君にまっすぐ
そのまま暗くなっても走り続けた車は高台に着いた。
フロントガラスからは夜景が見渡せる。

「よし、ここでちょっと話をしてもいいかな?」

「はい。あの、婚約を解消したって本当ですか?」

「あぁ。」

「それって大丈夫なんですか?もしかして私のせいだなんてことはないですよね?」

「もちろん大丈夫だよ。あかりのせいでもない。いや?やっぱりあかりのせいかも?」

孝俊の言葉にあかりの顔がさっと青ざめる。

「申し訳ありません。私婚約者の方に謝りに行かないと。」

孝俊は頭を下げるあかりの肩に触れ、顔を上げさせる。

「そういうことじゃないよ。あかりのせいじゃなくて、あかりのおかげって言ったほうがいいな。」

「おかげ、ですか?」

「そう。だいたい謝りに行っても感謝されるだけだと思うよ?」

あかりを見つめる孝俊の顔は楽しそうに笑っている。

「彼女にもずっと付き合っているパートナーがいたからね。その人との結婚も決まったらしいし。」

「そう、なんですか?」

「だから、利害関係でしか繋がっていない関係だって言っただろ?そもそも利害関係すらなかったも同然なんだけどな。母親しか繋がってなかったわ。

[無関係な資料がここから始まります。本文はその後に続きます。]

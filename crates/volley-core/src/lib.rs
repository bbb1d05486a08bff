//! Core domain model for the volley dispatch engine: identities, process
//! configuration, the failure taxonomy, and every persisted artifact shape.
//!
//! This crate is transport- and storage-agnostic; the store, control, and
//! dispatch crates build on it.

pub mod classify;
pub mod config;
pub mod error;
pub mod identity;
pub mod job;
pub mod record;
pub mod session;
pub mod trace;

pub use classify::{
    classify_response, classify_transport, parse_retry_after, ApiError, ErrorCategory,
    TransportCondition,
};
pub use config::DispatchConfig;
pub use error::{DispatchError, Result};
pub use identity::{trace_id, user_action_error_id, JobId, RequestId, SessionId, WorkerId};
pub use job::{JobProgress, JobReport, JobSpec, JobState};
pub use record::{validate_batch, Record, RecordValidationError};
pub use session::{Session, SessionAuth};
pub use trace::{
    CircuitBreakerRecord, ProgressSample, RequestTrace, SessionStats, SuccessResponse,
    UserActionError, WorkerMetrics,
};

」

笑う孝俊にあかりは訳がわからず首を傾げるしかない。

「政略結婚だと思っていたのは俺だけだったんだ。俺は武堂家に生まれたからには政略結婚があたりまえだと思い込んでで、言われるがままに流されていただけだ。」

黙って話を聞いているあかりを真剣な眼差しで孝俊は見つめ話を続ける。

「あかり、そんな俺を変えてくれたのは君だ。」

「私、ですか?何もしてませんよ?」

「あかりは何もしているつもりはなかったかもしれないが、あかりの俺への影響力はすさまじい。あかりの正直でまっすぐであたたかい心が俺の凍っていた心を溶かしたんだ。それに、ビンタもしてくれたしね。」

「あ、あれは!本当にすみませんでした。」

ビンタのことを思い出し、慌てて謝罪する。